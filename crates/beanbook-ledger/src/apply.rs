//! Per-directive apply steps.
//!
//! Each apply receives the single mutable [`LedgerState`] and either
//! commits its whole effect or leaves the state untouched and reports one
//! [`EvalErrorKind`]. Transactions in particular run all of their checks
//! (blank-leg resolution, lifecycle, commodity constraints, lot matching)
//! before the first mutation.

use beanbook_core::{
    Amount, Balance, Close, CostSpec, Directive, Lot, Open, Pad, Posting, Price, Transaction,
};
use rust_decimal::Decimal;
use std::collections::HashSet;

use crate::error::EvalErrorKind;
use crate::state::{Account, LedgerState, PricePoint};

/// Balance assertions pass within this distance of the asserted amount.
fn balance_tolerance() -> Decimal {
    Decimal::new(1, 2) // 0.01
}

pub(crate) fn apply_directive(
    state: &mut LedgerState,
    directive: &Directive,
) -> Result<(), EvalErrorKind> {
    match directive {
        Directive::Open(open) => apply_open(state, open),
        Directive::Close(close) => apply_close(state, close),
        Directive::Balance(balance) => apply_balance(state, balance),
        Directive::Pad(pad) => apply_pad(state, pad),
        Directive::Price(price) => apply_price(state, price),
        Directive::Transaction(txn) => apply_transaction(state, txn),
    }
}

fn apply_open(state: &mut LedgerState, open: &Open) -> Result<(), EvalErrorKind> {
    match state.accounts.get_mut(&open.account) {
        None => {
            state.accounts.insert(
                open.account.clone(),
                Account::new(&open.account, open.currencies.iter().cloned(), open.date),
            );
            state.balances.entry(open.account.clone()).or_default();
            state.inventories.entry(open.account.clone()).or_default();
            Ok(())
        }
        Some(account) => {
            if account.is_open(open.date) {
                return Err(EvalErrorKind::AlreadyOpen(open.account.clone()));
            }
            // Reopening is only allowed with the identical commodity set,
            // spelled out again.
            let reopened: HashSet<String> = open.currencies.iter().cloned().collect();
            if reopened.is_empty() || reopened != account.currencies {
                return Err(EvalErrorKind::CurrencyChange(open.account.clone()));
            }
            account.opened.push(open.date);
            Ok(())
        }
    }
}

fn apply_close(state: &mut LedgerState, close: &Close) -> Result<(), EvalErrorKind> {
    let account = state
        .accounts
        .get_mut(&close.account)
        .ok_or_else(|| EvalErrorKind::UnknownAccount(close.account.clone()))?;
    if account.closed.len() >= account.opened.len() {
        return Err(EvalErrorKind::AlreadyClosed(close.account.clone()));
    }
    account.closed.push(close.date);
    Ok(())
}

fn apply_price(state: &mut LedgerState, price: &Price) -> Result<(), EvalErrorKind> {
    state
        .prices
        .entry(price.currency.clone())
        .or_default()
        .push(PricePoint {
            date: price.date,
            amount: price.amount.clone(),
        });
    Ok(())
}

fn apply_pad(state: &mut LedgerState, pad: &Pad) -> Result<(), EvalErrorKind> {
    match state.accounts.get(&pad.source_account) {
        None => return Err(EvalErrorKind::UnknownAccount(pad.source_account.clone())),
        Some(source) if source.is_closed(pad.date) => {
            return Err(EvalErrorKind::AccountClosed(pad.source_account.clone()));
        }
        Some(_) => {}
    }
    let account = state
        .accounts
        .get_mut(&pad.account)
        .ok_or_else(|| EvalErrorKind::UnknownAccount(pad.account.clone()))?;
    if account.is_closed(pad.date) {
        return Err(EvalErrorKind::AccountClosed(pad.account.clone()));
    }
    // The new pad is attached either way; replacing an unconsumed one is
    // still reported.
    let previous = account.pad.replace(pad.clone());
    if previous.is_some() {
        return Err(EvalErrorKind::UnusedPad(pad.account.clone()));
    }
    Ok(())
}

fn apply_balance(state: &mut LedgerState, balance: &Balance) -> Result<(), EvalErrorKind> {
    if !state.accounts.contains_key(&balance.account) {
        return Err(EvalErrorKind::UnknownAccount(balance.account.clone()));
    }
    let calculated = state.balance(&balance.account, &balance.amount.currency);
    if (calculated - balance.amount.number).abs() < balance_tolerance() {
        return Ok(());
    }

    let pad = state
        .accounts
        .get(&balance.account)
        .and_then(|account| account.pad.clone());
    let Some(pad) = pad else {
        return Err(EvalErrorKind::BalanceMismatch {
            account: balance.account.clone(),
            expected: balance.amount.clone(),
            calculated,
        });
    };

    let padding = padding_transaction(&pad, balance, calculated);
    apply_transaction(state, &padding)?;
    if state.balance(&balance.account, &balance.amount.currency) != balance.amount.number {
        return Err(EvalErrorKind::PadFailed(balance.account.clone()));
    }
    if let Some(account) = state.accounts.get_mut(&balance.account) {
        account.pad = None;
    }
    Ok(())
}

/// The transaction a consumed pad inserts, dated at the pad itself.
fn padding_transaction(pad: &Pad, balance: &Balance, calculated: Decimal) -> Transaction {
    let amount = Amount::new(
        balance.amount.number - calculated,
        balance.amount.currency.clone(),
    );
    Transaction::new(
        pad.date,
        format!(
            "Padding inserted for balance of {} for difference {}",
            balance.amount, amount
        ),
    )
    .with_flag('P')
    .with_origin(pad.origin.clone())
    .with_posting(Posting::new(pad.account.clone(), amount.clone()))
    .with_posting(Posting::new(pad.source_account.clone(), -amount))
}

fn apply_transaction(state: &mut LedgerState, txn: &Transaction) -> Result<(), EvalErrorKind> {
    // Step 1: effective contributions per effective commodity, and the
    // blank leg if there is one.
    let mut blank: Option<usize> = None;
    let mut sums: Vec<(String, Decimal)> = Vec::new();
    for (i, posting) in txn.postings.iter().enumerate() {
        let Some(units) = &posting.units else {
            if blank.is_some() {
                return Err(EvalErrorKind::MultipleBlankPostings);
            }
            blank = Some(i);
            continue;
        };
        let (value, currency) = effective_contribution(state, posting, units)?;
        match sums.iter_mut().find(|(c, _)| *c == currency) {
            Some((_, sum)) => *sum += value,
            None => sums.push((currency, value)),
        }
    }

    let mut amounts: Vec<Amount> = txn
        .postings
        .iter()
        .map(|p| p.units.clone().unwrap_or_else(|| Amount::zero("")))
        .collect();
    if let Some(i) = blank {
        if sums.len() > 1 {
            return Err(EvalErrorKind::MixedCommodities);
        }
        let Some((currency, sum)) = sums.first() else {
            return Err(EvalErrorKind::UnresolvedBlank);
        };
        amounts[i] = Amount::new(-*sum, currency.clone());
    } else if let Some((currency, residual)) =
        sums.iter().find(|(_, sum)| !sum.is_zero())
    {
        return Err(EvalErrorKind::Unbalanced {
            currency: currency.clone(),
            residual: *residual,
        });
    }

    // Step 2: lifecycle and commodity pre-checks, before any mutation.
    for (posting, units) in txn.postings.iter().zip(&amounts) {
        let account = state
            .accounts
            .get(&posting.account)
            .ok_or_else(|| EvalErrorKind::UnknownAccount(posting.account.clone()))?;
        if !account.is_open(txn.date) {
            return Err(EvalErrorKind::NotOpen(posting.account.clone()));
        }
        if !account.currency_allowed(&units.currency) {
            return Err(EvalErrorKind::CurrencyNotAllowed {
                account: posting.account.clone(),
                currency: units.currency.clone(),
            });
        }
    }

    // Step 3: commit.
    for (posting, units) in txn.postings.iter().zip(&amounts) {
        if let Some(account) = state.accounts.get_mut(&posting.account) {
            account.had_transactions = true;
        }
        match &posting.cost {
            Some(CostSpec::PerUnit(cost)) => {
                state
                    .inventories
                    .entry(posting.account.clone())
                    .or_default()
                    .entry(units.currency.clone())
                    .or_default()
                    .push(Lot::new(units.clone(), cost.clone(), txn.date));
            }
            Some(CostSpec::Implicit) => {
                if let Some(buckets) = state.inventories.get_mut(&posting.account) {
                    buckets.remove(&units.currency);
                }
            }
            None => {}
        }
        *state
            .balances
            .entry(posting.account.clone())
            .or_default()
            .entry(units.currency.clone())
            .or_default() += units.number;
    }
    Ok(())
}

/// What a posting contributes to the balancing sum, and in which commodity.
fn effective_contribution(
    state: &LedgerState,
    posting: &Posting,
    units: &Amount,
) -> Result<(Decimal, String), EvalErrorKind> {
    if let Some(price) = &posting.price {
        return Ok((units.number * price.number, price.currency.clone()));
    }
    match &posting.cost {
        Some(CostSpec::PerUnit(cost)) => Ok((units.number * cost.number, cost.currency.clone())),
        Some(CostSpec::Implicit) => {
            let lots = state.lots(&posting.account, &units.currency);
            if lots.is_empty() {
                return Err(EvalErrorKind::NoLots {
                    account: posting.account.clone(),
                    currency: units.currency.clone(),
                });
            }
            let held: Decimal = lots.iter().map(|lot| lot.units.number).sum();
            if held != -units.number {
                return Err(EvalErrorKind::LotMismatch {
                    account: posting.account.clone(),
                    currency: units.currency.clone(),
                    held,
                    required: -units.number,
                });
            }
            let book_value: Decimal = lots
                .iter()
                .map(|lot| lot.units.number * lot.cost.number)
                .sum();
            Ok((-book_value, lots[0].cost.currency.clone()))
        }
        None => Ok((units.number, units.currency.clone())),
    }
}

ACTIVITY:
State how many lines of the listing include "lifecycle", and write nothing else.

OUTPUT FOR THIS TASK:
2